_ACTIVITY:_ Look through the data below for the line with "use super::sobel::sobel_response;", and transcribe it exactly together with each line after it up to and including the line with "GrayImage::from_raw(gray.width(), gray.height(), bytes)". Give nothing else.
_ _ _ _ _
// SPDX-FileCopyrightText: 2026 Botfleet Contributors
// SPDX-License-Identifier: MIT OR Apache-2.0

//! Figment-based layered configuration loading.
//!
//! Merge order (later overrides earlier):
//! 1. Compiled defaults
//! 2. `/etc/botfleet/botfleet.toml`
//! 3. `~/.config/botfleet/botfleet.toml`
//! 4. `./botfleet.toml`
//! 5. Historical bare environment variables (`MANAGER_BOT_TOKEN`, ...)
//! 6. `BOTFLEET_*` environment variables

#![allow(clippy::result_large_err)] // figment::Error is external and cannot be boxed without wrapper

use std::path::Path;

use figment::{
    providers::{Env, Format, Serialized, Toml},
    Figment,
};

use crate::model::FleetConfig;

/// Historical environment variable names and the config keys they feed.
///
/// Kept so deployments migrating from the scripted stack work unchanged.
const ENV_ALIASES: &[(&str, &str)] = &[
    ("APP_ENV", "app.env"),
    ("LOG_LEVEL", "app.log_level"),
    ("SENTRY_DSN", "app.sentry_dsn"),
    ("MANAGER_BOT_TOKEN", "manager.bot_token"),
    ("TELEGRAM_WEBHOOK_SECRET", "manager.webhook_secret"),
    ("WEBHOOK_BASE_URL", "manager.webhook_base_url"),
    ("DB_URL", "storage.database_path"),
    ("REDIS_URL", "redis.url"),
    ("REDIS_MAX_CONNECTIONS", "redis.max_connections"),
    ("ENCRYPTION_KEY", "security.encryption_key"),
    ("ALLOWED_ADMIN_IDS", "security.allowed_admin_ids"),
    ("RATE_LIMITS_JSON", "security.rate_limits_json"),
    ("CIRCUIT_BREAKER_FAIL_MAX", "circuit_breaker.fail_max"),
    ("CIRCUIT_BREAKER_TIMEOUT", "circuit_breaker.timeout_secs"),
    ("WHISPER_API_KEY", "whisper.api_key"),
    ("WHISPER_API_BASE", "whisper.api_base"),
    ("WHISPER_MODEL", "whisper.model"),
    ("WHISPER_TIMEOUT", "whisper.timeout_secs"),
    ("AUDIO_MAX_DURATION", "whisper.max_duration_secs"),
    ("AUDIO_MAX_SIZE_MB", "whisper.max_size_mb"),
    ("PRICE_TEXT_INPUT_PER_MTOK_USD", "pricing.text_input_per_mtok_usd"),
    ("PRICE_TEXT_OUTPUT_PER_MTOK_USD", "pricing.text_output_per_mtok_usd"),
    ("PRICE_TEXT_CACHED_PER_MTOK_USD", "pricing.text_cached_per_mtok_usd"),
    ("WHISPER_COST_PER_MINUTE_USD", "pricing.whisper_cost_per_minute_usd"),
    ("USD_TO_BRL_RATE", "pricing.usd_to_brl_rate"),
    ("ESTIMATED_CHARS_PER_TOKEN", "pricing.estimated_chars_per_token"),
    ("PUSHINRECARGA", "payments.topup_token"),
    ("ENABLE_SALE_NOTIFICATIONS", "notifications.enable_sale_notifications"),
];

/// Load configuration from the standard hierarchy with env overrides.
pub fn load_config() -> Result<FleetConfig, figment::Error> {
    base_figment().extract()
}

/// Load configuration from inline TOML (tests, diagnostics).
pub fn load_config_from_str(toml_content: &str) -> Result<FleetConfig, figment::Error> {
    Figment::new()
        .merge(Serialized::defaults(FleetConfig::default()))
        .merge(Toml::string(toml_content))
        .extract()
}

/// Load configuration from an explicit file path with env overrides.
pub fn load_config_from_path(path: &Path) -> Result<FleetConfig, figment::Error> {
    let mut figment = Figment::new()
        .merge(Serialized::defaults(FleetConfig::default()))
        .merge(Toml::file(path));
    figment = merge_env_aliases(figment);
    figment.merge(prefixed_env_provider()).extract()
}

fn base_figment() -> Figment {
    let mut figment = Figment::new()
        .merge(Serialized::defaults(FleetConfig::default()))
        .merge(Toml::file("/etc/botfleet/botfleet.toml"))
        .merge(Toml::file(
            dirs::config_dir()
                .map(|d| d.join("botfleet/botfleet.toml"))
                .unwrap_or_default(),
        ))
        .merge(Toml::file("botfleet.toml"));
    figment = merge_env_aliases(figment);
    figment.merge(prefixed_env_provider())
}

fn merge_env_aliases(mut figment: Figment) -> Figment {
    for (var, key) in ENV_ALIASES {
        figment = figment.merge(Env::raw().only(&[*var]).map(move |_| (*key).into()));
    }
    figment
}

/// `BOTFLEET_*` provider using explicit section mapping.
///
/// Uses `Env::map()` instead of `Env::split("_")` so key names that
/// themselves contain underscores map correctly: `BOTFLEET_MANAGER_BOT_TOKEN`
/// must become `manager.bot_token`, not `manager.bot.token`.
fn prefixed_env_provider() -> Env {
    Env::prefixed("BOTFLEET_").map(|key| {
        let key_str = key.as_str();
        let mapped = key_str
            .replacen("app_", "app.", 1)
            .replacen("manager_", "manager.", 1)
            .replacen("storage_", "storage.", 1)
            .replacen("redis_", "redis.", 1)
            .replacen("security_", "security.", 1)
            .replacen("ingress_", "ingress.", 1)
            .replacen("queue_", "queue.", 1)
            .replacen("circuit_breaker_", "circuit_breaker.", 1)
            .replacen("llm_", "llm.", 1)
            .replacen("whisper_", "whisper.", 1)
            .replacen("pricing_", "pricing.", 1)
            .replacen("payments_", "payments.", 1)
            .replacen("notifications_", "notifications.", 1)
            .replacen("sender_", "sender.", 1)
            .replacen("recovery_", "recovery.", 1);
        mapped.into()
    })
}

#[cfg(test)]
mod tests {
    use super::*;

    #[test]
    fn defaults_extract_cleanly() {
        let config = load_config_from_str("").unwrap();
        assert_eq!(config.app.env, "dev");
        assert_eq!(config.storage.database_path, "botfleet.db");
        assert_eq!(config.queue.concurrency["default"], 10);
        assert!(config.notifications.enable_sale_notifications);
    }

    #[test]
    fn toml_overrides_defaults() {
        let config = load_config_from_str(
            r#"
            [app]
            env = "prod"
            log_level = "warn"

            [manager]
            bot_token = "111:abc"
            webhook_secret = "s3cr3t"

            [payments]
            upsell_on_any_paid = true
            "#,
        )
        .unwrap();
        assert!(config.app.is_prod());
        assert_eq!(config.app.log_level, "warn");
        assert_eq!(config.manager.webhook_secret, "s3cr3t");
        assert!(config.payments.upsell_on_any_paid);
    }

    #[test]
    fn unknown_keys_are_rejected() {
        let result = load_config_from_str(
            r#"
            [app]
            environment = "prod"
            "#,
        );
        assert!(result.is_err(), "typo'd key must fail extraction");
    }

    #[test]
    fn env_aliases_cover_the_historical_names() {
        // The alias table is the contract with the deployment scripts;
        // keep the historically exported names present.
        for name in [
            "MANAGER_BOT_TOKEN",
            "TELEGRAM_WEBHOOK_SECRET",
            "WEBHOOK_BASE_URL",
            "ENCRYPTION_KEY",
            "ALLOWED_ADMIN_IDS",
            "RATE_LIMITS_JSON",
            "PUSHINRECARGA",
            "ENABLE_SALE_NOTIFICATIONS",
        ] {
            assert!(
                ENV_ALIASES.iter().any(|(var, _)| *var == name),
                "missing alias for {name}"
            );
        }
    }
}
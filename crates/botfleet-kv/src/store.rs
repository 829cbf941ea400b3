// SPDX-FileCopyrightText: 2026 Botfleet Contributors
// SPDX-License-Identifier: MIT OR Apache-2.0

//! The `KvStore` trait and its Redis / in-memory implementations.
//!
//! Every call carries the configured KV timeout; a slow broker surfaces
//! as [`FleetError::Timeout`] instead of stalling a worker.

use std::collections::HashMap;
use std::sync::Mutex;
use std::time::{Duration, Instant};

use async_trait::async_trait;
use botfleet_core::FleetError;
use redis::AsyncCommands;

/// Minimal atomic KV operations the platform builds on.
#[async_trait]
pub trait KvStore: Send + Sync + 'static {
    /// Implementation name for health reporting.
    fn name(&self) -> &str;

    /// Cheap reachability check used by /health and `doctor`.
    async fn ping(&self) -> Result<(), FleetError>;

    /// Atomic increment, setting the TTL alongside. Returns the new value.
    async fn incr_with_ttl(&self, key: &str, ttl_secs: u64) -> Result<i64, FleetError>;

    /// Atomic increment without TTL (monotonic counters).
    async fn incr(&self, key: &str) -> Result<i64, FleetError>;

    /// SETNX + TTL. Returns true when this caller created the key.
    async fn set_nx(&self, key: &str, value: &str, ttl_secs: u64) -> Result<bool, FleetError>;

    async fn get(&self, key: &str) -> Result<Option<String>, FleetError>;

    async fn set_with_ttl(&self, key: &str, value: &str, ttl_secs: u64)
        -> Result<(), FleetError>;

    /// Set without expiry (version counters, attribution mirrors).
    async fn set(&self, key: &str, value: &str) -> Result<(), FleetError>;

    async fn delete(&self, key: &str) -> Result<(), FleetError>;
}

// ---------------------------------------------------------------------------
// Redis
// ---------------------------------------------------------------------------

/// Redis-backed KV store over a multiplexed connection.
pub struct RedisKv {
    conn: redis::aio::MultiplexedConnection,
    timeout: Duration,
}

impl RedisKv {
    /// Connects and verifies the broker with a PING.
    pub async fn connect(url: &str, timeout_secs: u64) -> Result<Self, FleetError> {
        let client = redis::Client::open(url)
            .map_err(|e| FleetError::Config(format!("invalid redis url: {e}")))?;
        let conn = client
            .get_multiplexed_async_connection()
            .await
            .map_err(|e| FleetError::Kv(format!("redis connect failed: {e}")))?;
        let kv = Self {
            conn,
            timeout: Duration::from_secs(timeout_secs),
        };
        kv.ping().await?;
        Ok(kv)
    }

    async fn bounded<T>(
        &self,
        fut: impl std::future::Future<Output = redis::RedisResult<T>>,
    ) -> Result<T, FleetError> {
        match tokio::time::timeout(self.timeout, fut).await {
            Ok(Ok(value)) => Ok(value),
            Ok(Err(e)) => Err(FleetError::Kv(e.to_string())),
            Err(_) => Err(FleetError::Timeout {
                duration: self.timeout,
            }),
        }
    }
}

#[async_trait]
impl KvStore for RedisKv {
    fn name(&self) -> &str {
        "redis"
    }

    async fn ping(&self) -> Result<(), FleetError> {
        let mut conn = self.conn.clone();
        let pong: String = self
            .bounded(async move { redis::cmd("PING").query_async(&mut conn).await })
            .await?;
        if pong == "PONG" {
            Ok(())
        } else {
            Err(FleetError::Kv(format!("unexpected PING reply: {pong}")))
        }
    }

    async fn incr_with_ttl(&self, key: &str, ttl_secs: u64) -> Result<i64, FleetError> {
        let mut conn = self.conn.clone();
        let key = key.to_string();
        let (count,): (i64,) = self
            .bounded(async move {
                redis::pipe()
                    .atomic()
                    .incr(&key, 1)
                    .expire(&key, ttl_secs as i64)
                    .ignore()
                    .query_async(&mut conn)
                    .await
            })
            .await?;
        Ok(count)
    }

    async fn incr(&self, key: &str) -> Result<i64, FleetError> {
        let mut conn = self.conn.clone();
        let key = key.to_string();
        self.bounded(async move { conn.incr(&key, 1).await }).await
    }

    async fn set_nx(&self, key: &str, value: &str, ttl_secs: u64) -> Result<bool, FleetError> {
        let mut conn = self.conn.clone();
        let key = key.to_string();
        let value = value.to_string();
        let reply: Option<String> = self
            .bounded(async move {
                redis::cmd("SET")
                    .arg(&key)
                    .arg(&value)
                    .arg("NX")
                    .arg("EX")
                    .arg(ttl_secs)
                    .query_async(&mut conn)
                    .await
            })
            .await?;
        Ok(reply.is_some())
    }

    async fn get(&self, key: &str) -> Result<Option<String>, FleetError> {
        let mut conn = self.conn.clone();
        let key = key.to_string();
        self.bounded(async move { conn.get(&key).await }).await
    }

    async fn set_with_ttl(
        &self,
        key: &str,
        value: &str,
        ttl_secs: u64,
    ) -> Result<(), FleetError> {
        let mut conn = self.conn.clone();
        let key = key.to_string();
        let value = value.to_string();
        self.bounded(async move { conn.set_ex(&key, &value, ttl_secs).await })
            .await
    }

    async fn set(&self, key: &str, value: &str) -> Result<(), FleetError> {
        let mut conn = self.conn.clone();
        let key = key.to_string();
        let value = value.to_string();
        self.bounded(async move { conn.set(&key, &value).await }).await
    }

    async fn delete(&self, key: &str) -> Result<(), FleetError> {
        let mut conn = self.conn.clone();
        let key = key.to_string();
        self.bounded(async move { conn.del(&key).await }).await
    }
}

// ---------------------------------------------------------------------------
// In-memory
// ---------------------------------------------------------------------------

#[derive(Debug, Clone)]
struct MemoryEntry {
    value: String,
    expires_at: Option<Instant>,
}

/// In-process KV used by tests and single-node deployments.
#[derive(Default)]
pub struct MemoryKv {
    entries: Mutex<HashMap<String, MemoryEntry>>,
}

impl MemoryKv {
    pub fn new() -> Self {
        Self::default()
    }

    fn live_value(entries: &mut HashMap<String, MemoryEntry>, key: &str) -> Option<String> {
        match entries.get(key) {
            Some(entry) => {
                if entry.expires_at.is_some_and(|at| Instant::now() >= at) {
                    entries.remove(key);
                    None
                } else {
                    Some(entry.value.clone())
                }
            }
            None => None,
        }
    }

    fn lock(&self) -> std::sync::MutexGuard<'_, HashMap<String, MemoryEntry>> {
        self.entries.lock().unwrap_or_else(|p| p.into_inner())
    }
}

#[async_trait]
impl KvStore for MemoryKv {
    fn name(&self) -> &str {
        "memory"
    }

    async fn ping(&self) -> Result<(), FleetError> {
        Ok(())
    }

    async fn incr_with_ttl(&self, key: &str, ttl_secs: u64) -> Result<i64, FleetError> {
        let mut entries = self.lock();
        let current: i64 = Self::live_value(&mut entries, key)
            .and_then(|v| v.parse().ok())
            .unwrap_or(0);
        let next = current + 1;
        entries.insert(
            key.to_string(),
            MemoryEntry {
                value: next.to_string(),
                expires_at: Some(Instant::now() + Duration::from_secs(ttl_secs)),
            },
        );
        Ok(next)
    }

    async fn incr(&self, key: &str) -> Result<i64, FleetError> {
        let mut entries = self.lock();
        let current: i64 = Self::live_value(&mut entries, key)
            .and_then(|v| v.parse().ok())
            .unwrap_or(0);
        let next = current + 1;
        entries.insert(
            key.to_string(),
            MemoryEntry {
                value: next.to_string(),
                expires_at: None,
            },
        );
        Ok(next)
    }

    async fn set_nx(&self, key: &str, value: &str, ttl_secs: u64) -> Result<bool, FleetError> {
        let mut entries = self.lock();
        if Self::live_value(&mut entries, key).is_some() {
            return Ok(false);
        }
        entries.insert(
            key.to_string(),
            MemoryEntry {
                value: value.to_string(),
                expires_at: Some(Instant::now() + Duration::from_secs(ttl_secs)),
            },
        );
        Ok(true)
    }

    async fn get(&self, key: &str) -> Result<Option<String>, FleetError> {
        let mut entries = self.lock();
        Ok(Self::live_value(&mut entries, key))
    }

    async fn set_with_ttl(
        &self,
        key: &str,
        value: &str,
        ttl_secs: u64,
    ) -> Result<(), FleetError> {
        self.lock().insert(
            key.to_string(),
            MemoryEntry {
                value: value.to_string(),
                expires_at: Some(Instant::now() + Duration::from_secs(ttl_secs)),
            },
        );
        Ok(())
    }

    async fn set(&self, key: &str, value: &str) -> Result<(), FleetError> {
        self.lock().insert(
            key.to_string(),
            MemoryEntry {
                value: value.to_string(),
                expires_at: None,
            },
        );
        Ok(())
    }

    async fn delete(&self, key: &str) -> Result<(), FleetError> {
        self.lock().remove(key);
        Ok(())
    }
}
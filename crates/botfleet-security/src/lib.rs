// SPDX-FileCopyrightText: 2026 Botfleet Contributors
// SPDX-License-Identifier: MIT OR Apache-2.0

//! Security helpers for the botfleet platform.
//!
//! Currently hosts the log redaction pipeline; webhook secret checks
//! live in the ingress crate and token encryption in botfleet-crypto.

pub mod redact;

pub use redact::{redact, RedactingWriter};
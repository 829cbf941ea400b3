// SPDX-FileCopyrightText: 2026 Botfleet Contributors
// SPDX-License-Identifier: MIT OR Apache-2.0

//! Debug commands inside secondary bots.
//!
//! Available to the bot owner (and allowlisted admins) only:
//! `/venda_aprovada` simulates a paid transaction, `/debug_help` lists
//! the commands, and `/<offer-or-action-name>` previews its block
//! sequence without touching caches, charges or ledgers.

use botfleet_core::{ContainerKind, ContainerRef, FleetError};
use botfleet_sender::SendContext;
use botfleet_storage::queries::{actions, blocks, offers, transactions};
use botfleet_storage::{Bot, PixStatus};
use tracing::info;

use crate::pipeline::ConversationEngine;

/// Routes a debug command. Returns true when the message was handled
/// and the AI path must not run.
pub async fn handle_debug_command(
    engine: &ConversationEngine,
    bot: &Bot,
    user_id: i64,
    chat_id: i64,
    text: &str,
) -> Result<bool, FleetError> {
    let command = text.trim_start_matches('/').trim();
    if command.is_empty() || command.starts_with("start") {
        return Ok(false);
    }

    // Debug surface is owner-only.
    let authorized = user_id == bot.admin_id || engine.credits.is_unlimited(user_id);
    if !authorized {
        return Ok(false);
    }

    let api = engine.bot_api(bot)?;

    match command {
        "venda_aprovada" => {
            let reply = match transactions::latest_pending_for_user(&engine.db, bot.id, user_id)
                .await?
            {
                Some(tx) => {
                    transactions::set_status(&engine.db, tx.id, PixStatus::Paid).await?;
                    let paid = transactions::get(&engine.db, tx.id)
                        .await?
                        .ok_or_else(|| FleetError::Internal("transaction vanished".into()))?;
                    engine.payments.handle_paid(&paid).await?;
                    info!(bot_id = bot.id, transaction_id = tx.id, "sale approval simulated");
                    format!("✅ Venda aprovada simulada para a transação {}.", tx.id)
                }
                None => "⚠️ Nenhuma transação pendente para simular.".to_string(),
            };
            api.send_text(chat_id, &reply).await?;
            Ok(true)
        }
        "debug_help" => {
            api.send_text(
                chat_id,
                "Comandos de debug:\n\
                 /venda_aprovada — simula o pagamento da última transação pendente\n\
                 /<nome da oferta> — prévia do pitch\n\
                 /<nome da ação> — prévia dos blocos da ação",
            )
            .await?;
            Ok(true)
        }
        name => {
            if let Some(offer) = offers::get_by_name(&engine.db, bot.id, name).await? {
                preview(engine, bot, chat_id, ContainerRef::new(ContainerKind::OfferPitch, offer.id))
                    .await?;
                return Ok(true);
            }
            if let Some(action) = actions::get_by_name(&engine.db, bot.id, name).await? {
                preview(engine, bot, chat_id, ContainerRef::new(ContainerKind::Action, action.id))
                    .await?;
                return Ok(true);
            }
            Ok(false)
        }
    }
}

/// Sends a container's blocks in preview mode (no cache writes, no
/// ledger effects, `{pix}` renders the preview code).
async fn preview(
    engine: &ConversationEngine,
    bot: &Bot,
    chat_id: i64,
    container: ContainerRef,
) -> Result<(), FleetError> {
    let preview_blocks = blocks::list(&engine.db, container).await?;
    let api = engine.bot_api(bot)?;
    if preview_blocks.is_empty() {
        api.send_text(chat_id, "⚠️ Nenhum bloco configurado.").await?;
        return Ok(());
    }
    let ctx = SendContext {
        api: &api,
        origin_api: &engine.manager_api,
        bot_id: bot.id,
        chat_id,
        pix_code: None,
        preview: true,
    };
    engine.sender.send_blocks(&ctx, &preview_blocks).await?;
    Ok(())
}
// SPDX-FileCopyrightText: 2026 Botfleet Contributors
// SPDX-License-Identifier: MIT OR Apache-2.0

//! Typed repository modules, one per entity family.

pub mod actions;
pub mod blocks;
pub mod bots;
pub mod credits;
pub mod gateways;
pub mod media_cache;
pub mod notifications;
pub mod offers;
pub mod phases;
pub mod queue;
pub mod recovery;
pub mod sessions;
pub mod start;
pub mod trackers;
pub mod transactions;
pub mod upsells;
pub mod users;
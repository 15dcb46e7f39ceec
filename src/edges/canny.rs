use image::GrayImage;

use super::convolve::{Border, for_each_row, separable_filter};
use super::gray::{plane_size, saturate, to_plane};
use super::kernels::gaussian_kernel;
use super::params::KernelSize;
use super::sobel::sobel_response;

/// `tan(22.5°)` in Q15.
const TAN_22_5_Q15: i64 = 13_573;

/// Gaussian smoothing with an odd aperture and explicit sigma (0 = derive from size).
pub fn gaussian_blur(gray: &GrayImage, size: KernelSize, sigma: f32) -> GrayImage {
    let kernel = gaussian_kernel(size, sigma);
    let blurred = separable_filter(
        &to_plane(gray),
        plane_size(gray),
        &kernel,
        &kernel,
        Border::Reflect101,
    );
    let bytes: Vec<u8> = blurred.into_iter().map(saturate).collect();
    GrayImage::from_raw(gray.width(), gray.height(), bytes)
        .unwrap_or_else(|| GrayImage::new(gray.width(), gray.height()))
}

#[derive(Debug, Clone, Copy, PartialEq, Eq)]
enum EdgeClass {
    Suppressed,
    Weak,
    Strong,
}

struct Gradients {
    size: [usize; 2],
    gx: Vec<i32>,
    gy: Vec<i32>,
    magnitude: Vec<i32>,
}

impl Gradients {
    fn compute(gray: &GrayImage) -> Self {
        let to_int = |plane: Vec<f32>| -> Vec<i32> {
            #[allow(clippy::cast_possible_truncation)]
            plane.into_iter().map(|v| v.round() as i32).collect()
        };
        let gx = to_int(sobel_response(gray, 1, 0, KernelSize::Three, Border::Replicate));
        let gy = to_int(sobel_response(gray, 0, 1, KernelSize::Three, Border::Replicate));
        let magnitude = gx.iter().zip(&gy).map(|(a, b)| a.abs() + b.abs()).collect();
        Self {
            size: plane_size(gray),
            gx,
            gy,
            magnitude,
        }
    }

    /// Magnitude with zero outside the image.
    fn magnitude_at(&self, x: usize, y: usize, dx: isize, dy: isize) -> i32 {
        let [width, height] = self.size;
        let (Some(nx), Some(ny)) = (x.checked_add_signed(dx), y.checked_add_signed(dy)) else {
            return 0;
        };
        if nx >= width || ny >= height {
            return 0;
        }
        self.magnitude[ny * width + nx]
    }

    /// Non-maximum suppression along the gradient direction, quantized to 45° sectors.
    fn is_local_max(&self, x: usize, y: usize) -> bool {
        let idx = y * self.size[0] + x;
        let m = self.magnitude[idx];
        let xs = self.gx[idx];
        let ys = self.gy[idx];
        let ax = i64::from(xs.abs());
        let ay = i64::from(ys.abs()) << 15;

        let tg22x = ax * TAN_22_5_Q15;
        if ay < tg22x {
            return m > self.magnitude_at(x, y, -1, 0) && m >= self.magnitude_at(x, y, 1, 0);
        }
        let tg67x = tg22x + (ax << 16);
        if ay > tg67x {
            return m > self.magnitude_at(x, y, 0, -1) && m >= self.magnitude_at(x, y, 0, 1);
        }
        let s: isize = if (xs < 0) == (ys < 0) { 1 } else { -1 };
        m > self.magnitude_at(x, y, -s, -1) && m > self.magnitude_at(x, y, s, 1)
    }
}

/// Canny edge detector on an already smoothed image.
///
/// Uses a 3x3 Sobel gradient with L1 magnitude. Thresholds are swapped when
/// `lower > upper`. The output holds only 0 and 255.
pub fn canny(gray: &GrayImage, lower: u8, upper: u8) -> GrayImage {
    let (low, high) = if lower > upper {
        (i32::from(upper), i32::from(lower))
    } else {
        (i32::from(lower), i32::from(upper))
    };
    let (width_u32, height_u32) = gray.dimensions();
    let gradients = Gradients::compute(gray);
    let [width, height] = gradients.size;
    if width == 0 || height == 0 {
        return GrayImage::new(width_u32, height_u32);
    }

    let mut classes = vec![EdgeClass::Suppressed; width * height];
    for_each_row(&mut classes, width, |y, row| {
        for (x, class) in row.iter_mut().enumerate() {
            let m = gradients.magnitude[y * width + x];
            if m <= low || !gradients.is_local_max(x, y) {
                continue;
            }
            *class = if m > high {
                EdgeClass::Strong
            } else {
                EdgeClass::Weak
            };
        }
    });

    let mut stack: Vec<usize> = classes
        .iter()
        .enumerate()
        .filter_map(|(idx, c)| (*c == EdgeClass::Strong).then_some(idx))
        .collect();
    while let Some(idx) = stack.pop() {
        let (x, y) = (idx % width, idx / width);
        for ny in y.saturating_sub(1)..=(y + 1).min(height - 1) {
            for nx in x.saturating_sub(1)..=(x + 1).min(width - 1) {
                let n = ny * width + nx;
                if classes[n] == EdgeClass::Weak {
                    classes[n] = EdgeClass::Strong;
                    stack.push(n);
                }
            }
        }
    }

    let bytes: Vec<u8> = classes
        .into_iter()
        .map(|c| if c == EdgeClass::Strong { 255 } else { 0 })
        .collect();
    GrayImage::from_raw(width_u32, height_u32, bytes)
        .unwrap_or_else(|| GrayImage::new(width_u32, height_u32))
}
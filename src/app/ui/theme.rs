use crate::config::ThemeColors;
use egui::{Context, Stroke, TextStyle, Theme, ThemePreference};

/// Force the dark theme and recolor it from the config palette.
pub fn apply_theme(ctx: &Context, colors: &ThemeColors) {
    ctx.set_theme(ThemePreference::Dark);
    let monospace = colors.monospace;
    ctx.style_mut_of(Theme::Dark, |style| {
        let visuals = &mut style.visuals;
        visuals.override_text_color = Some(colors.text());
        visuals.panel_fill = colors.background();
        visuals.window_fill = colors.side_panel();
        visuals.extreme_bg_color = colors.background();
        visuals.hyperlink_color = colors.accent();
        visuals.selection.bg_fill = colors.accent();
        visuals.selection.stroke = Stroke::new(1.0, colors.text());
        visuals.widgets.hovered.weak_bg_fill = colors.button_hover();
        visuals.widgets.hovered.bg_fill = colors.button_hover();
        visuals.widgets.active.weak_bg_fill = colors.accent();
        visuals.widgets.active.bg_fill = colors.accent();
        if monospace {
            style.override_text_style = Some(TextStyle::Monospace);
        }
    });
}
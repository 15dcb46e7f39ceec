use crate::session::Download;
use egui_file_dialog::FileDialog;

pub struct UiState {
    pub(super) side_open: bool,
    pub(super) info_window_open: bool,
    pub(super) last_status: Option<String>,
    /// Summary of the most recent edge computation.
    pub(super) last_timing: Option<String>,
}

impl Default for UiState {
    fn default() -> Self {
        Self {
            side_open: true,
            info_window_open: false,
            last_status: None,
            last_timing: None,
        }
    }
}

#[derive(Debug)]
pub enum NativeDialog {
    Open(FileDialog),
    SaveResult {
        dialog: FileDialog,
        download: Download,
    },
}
_ _ _ _ _
_ANSWER SECTION:_
use super::sobel::sobel_response;

/// `tan(22.5°)` in Q15.
const TAN_22_5_Q15: i64 = 13_573;

/// Gaussian smoothing with an odd aperture and explicit sigma (0 = derive from size).
pub fn gaussian_blur(gray: &GrayImage, size: KernelSize, sigma: f32) -> GrayImage {
    let kernel = gaussian_kernel(size, sigma);
    let blurred = separable_filter(
        &to_plane(gray),
        plane_size(gray),
        &kernel,
        &kernel,
        Border::Reflect101,
    );
    let bytes: Vec<u8> = blurred.into_iter().map(saturate).collect();
    GrayImage::from_raw(gray.width(), gray.height(), bytes)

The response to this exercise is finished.